#### Requirement:
Wherever "MoveError" turns up in the entries, copy out the line that holds it.

Dataset items
##############################

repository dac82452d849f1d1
pub const VERSION: &str = env!("CARGO_PKG_VERSION");
use derive_more::{Display, Error};

/// Rejected board or session intent. Callers in the UI treat these as no-ops.
#[derive(Debug, Clone, Copy, PartialEq, Eq, Display, Error)]
pub enum MoveError {
    #[display("Cell {index} is out of bounds")]
    OutOfBounds { index: usize },
    #[display("Cell {index} is already marked")]
    CellOccupied { index: usize },
    #[display("Game is already over")]
    GameOver,
    #[display("Board is locked while a replay is active")]
    ReplayActive,
}

#[derive(Debug, Clone, Copy, PartialEq, Eq, Display, Error)]
pub enum ReplayError {
    #[display("Replay is only available after the game has ended")]
    GameInProgress,
    #[display("No replay is active")]
    NotReplaying,
}
use std::time::Duration;

use common::config::Validate;
use serde::{Deserialize, Serialize};

pub const MIN_REPLAY_INTERVAL_MS: u64 = 100;
pub const MAX_REPLAY_INTERVAL_MS: u64 = 10_000;

#[derive(Debug, PartialEq, Serialize, Deserialize, Clone)]
pub struct ReplayConfig {
    pub interval_ms: u64,
}

impl ReplayConfig {
    pub fn interval(&self) -> Duration {
        Duration::from_millis(self.interval_ms)
    }
}

impl Validate for ReplayConfig {
    fn validate(&self) -> Result<(), String> {
        if !(MIN_REPLAY_INTERVAL_MS..=MAX_REPLAY_INTERVAL_MS).contains(&self.interval_ms) {
            return Err(format!(
                "replay interval_ms must be between {} and {}",
                MIN_REPLAY_INTERVAL_MS, MAX_REPLAY_INTERVAL_MS
            ));
        }
        Ok(())
    }
}

impl Default for ReplayConfig {
    fn default() -> Self {
        Self {
            interval_ms: common::replay::DEFAULT_REPLAY_INTERVAL.as_millis() as u64,
        }
    }
}
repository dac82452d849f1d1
use crate::games::tictactoe::Board;

/// Cursor over a finished game's snapshots with step, scrub and auto-advance controls.
#[derive(Debug, Clone)]
pub struct ReplayPlayer {
    snapshots: Vec<Board>,
    current_index: usize,
    playing: bool,
}

impl ReplayPlayer {
    /// Starts at the first snapshot with auto-advance on.
    pub fn new(snapshots: Vec<Board>) -> Self {
        let snapshots = if snapshots.is_empty() {
            vec![Board::new()]
        } else {
            snapshots
        };
        let playing = snapshots.len() > 1;

        Self {
            snapshots,
            current_index: 0,
            playing,
        }
    }

    pub fn current_index(&self) -> usize {
        self.current_index
    }

    pub fn total_snapshots(&self) -> usize {
        self.snapshots.len()
    }

    pub fn last_index(&self) -> usize {
        self.snapshots.len() - 1
    }

    pub fn current(&self) -> &Board {
        &self.snapshots[self.current_index]
    }

    pub fn is_playing(&self) -> bool {
        self.playing
    }

    pub fn is_finished(&self) -> bool {
        self.current_index >= self.last_index()
    }

    pub fn next(&mut self) -> bool {
        if self.is_finished() {
            return false;
        }
        self.current_index += 1;
        true
    }

    pub fn previous(&mut self) -> bool {
        if self.current_index == 0 {
            return false;
        }
        self.current_index -= 1;
        true
    }

    pub fn seek(&mut self, index: usize) {
        self.current_index = index.min(self.last_index());
    }

    pub fn play(&mut self) {
        self.playing = !self.is_finished();
    }

    pub fn pause(&mut self) {
        self.playing = false;
    }

    /// Auto-advance step. Returns whether another tick is still wanted.
    pub fn tick(&mut self) -> bool {
        if self.playing {
            self.next();
        }
        if self.is_finished() {
            self.playing = false;
        }
        self.playing
    }
}
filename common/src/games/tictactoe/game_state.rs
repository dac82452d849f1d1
use super::board::Board;
use super::error::MoveError;
use super::types::{Mark, Outcome, PlayerResult, WinningLine};
use super::win_detector::{check_win_with_line, evaluate};

#[derive(Debug, Clone)]
pub struct TicTacToeGameState {
    pub board: Board,
    pub current_mark: Mark,
    pub outcome: Outcome,
    pub winning_line: Option<WinningLine>,
}

impl Default for TicTacToeGameState {
    fn default() -> Self {
        Self::new()
    }
}

impl TicTacToeGameState {
    pub fn new() -> Self {
        Self {
            board: Board::new(),
            current_mark: Mark::X,
            outcome: Outcome::InProgress,
            winning_line: None,
        }
    }

    pub fn place_mark(&mut self, index: usize) -> Result<Outcome, MoveError> {
        if self.outcome.is_over() {
            return Err(MoveError::GameOver);
        }

        self.board.place(index, self.current_mark)?;

        self.check_game_over();

        if !self.outcome.is_over() {
            self.switch_turn();
        }

        Ok(self.outcome)
    }

    fn switch_turn(&mut self) {
        self.current_mark = self.current_mark.opponent();
    }

    fn check_game_over(&mut self) {
        self.outcome = evaluate(&self.board);
        self.winning_line = check_win_with_line(&self.board);
    }

    pub fn is_over(&self) -> bool {
        self.outcome.is_over()
    }

    pub fn result_for(&self, mark: Mark) -> Option<PlayerResult> {
        match self.outcome {
            Outcome::InProgress => None,
            Outcome::Draw => Some(PlayerResult::Draw),
            Outcome::Win(winner) if winner == mark => Some(PlayerResult::Win),
            Outcome::Win(_) => Some(PlayerResult::Lose),
        }
    }
}

#[cfg(test)]
mod tests {
    use super::*;

    #[test]
    fn test_turns_alternate_starting_with_x() {
        let mut state = TicTacToeGameState::new();
        assert_eq!(state.current_mark, Mark::X);
        state.place_mark(0).unwrap();
        assert_eq!(state.current_mark, Mark::O);
        state.place_mark(4).unwrap();
        assert_eq!(state.current_mark, Mark::X);
        assert_eq!(state.board.get(4), Some(Mark::O));
    }

    #[test]
    fn test_occupied_cell_keeps_turn() {
        let mut state = TicTacToeGameState::new();
        state.place_mark(0).unwrap();
        assert_eq!(
            state.place_mark(0),
            Err(MoveError::CellOccupied { index: 0 })
        );
        assert_eq!(state.current_mark, Mark::O);
    }

    #[test]
    fn test_win_stops_game_and_records_line() {
        let mut state = TicTacToeGameState::new();
        for index in [0, 3, 1, 4] {
            assert_eq!(state.place_mark(index), Ok(Outcome::InProgress));
        }
        assert_eq!(state.place_mark(2), Ok(Outcome::Win(Mark::X)));
        assert_eq!(state.winning_line, Some(WinningLine::new(Mark::X, [0, 1, 2])));
        assert_eq!(state.current_mark, Mark::X);
        assert_eq!(state.place_mark(8), Err(MoveError::GameOver));
        assert_eq!(state.result_for(Mark::X), Some(PlayerResult::Win));
        assert_eq!(state.result_for(Mark::O), Some(PlayerResult::Lose));
    }

    #[test]
    fn test_draw_result() {
        let mut state = TicTacToeGameState::new();
        for index in [0, 1, 2, 4, 3, 5, 7, 6] {
            assert_eq!(state.place_mark(index), Ok(Outcome::InProgress));
        }
        assert_eq!(state.place_mark(8), Ok(Outcome::Draw));
        assert_eq!(state.winning_line, None);
        assert_eq!(state.result_for(Mark::O), Some(PlayerResult::Draw));
    }
}
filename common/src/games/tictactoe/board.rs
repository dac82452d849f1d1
use std::fmt;
use std::ops::{Deref, DerefMut};

use super::error::MoveError;
use super::types::{BOARD_SIZE, CELL_COUNT, Mark};

#[derive(Debug, Clone, Copy, PartialEq, Eq, Hash, Default)]
pub struct Board {
    cells: [Option<Mark>; CELL_COUNT],
}

impl Board {
    pub fn new() -> Self {
        Self::default()
    }

    /// Parses nine cells from `X`, `O` and `.`/`_`/`-` characters. Whitespace is ignored.
    pub fn parse(layout: &str) -> Option<Self> {
        let mut cells = [None; CELL_COUNT];
        let mut count = 0;
        for ch in layout.chars().filter(|c| !c.is_whitespace()) {
            if count == CELL_COUNT {
                return None;
            }
            cells[count] = match ch {
                'X' | 'x' => Some(Mark::X),
                'O' | 'o' => Some(Mark::O),
                '.' | '_' | '-' => None,
                _ => return None,
            };
            count += 1;
        }
        (count == CELL_COUNT).then_some(Self { cells })
    }

    pub fn cells(&self) -> &[Option<Mark>; CELL_COUNT] {
        &self.cells
    }

    pub fn get(&self, index: usize) -> Option<Mark> {
        self.cells.get(index).copied().flatten()
    }

    pub fn is_empty_at(&self, index: usize) -> bool {
        index < CELL_COUNT && self.cells[index].is_none()
    }

    pub fn is_full(&self) -> bool {
        self.cells.iter().all(|cell| cell.is_some())
    }

    pub fn mark_count(&self) -> usize {
        self.cells.iter().filter(|cell| cell.is_some()).count()
    }

    pub fn place(&mut self, index: usize, mark: Mark) -> Result<(), MoveError> {
        match self.cells.get(index) {
            None => Err(MoveError::OutOfBounds { index }),
            Some(Some(_)) => Err(MoveError::CellOccupied { index }),
            Some(None) => {
                self.cells[index] = Some(mark);
                Ok(())
            }
        }
    }

    /// Places `mark` for the lifetime of the returned guard. The cell is cleared again on drop.
    pub(crate) fn place_scoped(&mut self, index: usize, mark: Mark) -> ScopedPlacement<'_> {
        debug_assert!(self.cells[index].is_none());
        self.cells[index] = Some(mark);
        ScopedPlacement { board: self, index }
    }
}

pub fn get_available_moves(board: &Board) -> Vec<usize> {
    board
        .cells
        .iter()
        .enumerate()
        .filter_map(|(index, cell)| cell.is_none().then_some(index))
        .collect()
}

pub(crate) struct ScopedPlacement<'a> {
    board: &'a mut Board,
    index: usize,
}

impl Deref for ScopedPlacement<'_> {
    type Target = Board;

    fn deref(&self) -> &Board {
        self.board
    }
}

impl DerefMut for ScopedPlacement<'_> {
    fn deref_mut(&mut self) -> &mut Board {
        self.board
    }
}

impl Drop for ScopedPlacement<'_> {
    fn drop(&mut self) {
        self.board.cells[self.index] = None;
    }
}

impl fmt::Display for Board {
    fn fmt(&self, f: &mut fmt::Formatter<'_>) -> fmt::Result {
        for (y, row) in self.cells.chunks(BOARD_SIZE).enumerate() {
            if y > 0 {
                writeln!(f)?;
            }
            for cell in row {
                f.write_str(cell.map_or(".", Mark::symbol))?;
            }
        }
        Ok(())
    }
}

#[cfg(test)]
mod tests {
    use super::*;

    #[test]
    fn test_parse_and_display() {
        let board = Board::parse("XO. .X. ..O").unwrap();
        assert_eq!(board.get(0), Some(Mark::X));
        assert_eq!(board.get(1), Some(Mark::O));
        assert_eq!(board.get(2), None);
        assert_eq!(board.to_string(), "XO.\n.X.\n..O");
        assert_eq!(board.mark_count(), 4);
    }

    #[test]
    fn test_parse_rejects_wrong_length_and_symbols() {
        assert!(Board::parse("XO").is_none());
        assert!(Board::parse("XOXOXOXOXO").is_none());
        assert!(Board::parse("XOXOXOXOZ").is_none());
    }

    #[test]
    fn test_place_rejects_occupied_and_out_of_bounds() {
        let mut board = Board::new();
        assert_eq!(board.place(4, Mark::X), Ok(()));
        assert_eq!(
            board.place(4, Mark::O),
            Err(MoveError::CellOccupied { index: 4 })
        );
        assert_eq!(
            board.place(9, Mark::O),
            Err(MoveError::OutOfBounds { index: 9 })
        );
        assert_eq!(board.get(4), Some(Mark::X));
    }

    #[test]
    fn test_available_moves_in_scan_order() {
        let board = Board::parse("X.O .X. O..").unwrap();
        assert_eq!(get_available_moves(&board), vec![1, 3, 5, 7, 8]);
        assert!(get_available_moves(&Board::parse("XOXOXOOXO").unwrap()).is_empty());
    }

    #[test]
    fn test_scoped_placement_restores_cell() {
        let mut board = Board::new();
        {
            let guard = board.place_scoped(3, Mark::O);
            assert_eq!(guard.get(3), Some(Mark::O));
        }
        assert_eq!(board, Board::new());
    }
}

##############################

#### Answer to this task:
pub enum MoveError {
use super::error::MoveError;
    pub fn place_mark(&mut self, index: usize) -> Result<Outcome, MoveError> {
            return Err(MoveError::GameOver);
            Err(MoveError::CellOccupied { index: 0 })
        assert_eq!(state.place_mark(8), Err(MoveError::GameOver));
use super::error::MoveError;
    pub fn place(&mut self, index: usize, mark: Mark) -> Result<(), MoveError> {
            None => Err(MoveError::OutOfBounds { index }),
            Some(Some(_)) => Err(MoveError::CellOccupied { index }),
            Err(MoveError::CellOccupied { index: 4 })
            Err(MoveError::OutOfBounds { index: 9 })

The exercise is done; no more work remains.